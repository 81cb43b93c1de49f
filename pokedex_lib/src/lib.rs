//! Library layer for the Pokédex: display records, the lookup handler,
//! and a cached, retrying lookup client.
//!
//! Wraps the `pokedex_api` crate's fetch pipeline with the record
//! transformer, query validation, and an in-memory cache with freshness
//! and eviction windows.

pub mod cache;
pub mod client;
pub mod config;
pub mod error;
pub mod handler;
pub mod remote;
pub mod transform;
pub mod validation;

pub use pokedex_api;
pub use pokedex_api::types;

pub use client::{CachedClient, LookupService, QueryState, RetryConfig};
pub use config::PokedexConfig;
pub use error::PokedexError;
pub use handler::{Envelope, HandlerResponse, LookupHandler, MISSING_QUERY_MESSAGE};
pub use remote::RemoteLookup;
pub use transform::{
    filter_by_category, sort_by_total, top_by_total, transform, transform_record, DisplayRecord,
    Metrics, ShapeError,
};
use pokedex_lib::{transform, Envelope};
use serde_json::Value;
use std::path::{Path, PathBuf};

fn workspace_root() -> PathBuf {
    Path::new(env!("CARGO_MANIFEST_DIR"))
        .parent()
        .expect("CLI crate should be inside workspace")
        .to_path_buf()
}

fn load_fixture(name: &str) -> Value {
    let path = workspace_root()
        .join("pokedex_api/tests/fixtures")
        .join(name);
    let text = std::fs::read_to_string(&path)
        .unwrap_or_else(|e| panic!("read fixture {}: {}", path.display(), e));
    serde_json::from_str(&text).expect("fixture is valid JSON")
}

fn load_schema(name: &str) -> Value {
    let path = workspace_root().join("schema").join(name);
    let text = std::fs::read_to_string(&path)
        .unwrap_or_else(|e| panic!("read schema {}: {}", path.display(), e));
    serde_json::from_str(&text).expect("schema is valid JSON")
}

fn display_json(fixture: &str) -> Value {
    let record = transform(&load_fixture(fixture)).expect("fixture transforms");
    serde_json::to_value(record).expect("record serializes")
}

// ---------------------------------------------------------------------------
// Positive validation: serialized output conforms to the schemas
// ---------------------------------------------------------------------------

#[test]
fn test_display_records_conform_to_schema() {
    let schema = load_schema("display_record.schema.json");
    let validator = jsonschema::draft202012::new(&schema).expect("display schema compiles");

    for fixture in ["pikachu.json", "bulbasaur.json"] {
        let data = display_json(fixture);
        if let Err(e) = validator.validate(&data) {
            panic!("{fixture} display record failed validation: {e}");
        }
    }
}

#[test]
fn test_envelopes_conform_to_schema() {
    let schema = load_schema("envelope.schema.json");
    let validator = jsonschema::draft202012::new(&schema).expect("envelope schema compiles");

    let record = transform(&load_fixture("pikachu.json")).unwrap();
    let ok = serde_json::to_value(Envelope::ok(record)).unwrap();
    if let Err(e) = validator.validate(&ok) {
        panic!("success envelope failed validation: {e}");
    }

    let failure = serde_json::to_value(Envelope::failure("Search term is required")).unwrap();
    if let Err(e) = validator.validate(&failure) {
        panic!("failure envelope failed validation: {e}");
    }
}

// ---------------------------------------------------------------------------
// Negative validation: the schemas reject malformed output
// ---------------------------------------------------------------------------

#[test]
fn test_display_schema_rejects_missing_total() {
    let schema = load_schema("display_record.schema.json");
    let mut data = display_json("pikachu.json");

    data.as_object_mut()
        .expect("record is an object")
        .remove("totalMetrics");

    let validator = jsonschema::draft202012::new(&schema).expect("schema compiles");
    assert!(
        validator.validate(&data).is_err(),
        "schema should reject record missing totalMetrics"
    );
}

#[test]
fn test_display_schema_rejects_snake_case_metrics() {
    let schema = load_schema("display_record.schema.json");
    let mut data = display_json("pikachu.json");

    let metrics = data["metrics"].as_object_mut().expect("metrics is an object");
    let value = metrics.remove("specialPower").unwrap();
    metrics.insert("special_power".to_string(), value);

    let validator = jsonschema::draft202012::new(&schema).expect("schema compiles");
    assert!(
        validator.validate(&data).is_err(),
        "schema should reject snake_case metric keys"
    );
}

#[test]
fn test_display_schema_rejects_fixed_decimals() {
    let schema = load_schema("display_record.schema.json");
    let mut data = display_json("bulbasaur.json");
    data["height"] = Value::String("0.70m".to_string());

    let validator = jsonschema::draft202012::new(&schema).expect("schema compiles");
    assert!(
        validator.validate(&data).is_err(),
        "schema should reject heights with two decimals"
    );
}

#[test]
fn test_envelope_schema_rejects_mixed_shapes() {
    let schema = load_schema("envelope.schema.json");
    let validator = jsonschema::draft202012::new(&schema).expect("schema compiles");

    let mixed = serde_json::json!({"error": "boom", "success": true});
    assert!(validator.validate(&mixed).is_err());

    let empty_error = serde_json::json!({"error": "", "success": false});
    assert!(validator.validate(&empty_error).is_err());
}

####################

=== PROBLEM DETAILS ===
All lines in the listing above that contain "pikachu" should be shown.

=== COMPLETED EXERCISE ===
    for fixture in ["pikachu.json", "bulbasaur.json"] {
    let record = transform(&load_fixture("pikachu.json")).unwrap();
    let mut data = display_json("pikachu.json");
    let mut data = display_json("pikachu.json");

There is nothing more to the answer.